"Well, you'd better be quick about it," said the Robin, with a chuckle, "or there won't be any place to go away from. I can feel it beginning to go now," and with this remark Bob Scarlet him self hurried away.
There was something so alarming in the idea of a place going away and leaving her behind, that Dorothy started off at once, as fast as she could run, and indeed she wasn't a moment too soon. The garden itself was already beginning to be very much agitated, and the clothes on the plants were folding themselves up in a fluttering sort of a way as she ran past them; and she noticed, moreover, that the little shoes on the shoe-shrub were so withered away that they looked like a lot of raisins. But she had no time to stop and look at such things, and she ran on and on until, to her delight, she came suddenly upon the little trap-door where she had come up. There wasn't a minute to spare, and she jumped down into the hole without so much as stopping to look back at the vanishing garden, and hurried down the little stairway. It was as dark as pitch, and as she ran down, going around and around, on the winding stairs, she could hear them folding up behind her like the slats of a blind; and she had just time to rush through the door at the bottom, when the trunk of the tree flapped inward like an empty bag and then shot up into the air.
CHAPTER VI
IN THE TOY-SHOP
"'IT IS A SHELF!' SHE EXCLAIMED."
The first thing that Dorothy did was to draw a long breath over her narrow escape, and the next thing was to look up into the air to see what had become of the tree, and she saw the braided floor of the garden floating away, far above her head, with the flapping trunks of the trees dangling from it like a lot of one-legged trousers. This was a rather ridiculous spectacle, and when the floor presently shriveled up into a small brown patch, like a flying pancake, and then went entirely out of sight, she said "Pooh!" very contemptuously and felt quite brave again.

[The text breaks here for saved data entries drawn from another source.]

//! Conversation, model metadata and stream event types.

use serde::{Deserialize, Serialize};
use serde_with::skip_serializing_none;

/// Role of a conversation turn.
#[derive(Debug, Clone, Copy, PartialEq, Eq, Hash, Serialize, Deserialize)]
#[serde(rename_all = "lowercase")]
pub enum Role {
    User,
    Assistant,
}

/// One piece of message content.
#[derive(Debug, Clone, PartialEq, Serialize, Deserialize)]
#[serde(tag = "type", content = "value", rename_all = "snake_case")]
pub enum Part {
    Text(String),
    /// Inline image, `data` is base64 encoded.
    Image { media_type: String, data: String },
}

/// A prior turn in the conversation.
#[derive(Debug, Clone, PartialEq, Serialize, Deserialize)]
#[serde(tag = "role", content = "content", rename_all = "lowercase")]
pub enum Message {
    User(Vec<Part>),
    Assistant(Vec<Part>),
}

impl Message {
    /// Shorthand for a user turn holding a single text part.
    pub fn user(text: impl Into<String>) -> Self {
        Message::User(vec![Part::Text(text.into())])
    }

    /// Shorthand for an assistant turn holding a single text part.
    pub fn assistant(text: impl Into<String>) -> Self {
        Message::Assistant(vec![Part::Text(text.into())])
    }

    pub fn role(&self) -> Role {
        match self {
            Message::User(_) => Role::User,
            Message::Assistant(_) => Role::Assistant,
        }
    }

    pub fn parts(&self) -> &[Part] {
        match self {
            Message::User(parts) | Message::Assistant(parts) => parts,
        }
    }
}

/// Token accounting reported at the end of a stream.
#[derive(Debug, Clone, Copy, Default, PartialEq, Eq, Serialize, Deserialize)]
pub struct Usage {
    pub input_tokens: u32,
    pub output_tokens: u32,
}

/// Event emitted by a streamed completion.
#[derive(Debug, Clone, PartialEq, Serialize, Deserialize)]
#[serde(tag = "type", content = "value", rename_all = "snake_case")]
pub enum StreamChunk {
    /// Incremental response text.
    Text(String),
    /// Incremental reasoning trace (vendor `reasoning_content` field).
    Reasoning(String),
    Usage(Usage),
}

/// Operating parameters of one model.
///
/// [`ModelInfo::default`] gives the fallback used when the host supplies no
/// metadata for a custom endpoint.
#[skip_serializing_none]
#[derive(Debug, Clone, PartialEq, Serialize, Deserialize)]
#[serde(default)]
pub struct ModelInfo {
    /// Maximum output tokens. Only positive values are forwarded.
    pub max_tokens: Option<i64>,

    pub context_window: Option<u32>,

    pub supports_images: bool,

    /// Sampling temperature sent with every request except o3-mini ones.
    pub temperature: Option<f32>,

    /// The model expects the system instruction folded into the first user
    /// turn and consecutive same-role turns merged.
    pub r1_format_required: bool,
}

impl Default for ModelInfo {
    fn default() -> Self {
        Self {
            max_tokens: Some(-1),
            context_window: Some(128_000),
            supports_images: true,
            temperature: Some(DEFAULT_TEMPERATURE),
            r1_format_required: false,
        }
    }
}

pub const DEFAULT_TEMPERATURE: f32 = 0.0;

impl ModelInfo {
    /// Output token limit to send, if any.
    pub fn output_limit(&self) -> Option<u32> {
        self.max_tokens
            .filter(|&n| n > 0)
            .map(|n| u32::try_from(n).unwrap_or(u32::MAX))
    }
}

"It wasn't half so solemn as I expected," she went on, chattering to herself; "I certainly thought there would be all kinds of phenomeners, and, after all, it's precisely like nothing but a big basket of old clothes, blowing away. But it's just as well to be saved, of course, only I don't know where I am any more than I did before. It's a kind of wooden floor, I think," she added, stamping on it with her little shoe; "and, dear me! I verily believe it's nothing but a shelf. It is a shelf!" she exclaimed, peeping cautiously over the edge; "and there's the real floor ever so far away. I can never jump down there in the world without being dashed to destruction!"—and she was just thinking how it would do to hang from the edge of the shelf by her hands and then let herself drop (with her eyes shut, of course) when a little party of people came tumbling down through the air and fell in a heap close beside her. She gave a scream of dismay and then stood staring at them in utter bewilderment, for, as the party scrambled to their feet, she saw they were the Caravan, dressed up in the most extraordinary fashion, in little frocks and long shawls, and all wearing sunbonnets. The Highlander, with his usual bad luck, had put on his sunbonnet backward, with the crown over his face, and was struggling with it so helplessly that Dorothy rushed at him and got it off just in time to save him from being suffocated. In fact, he was so black in the face that she had to pound him on the back to bring him to.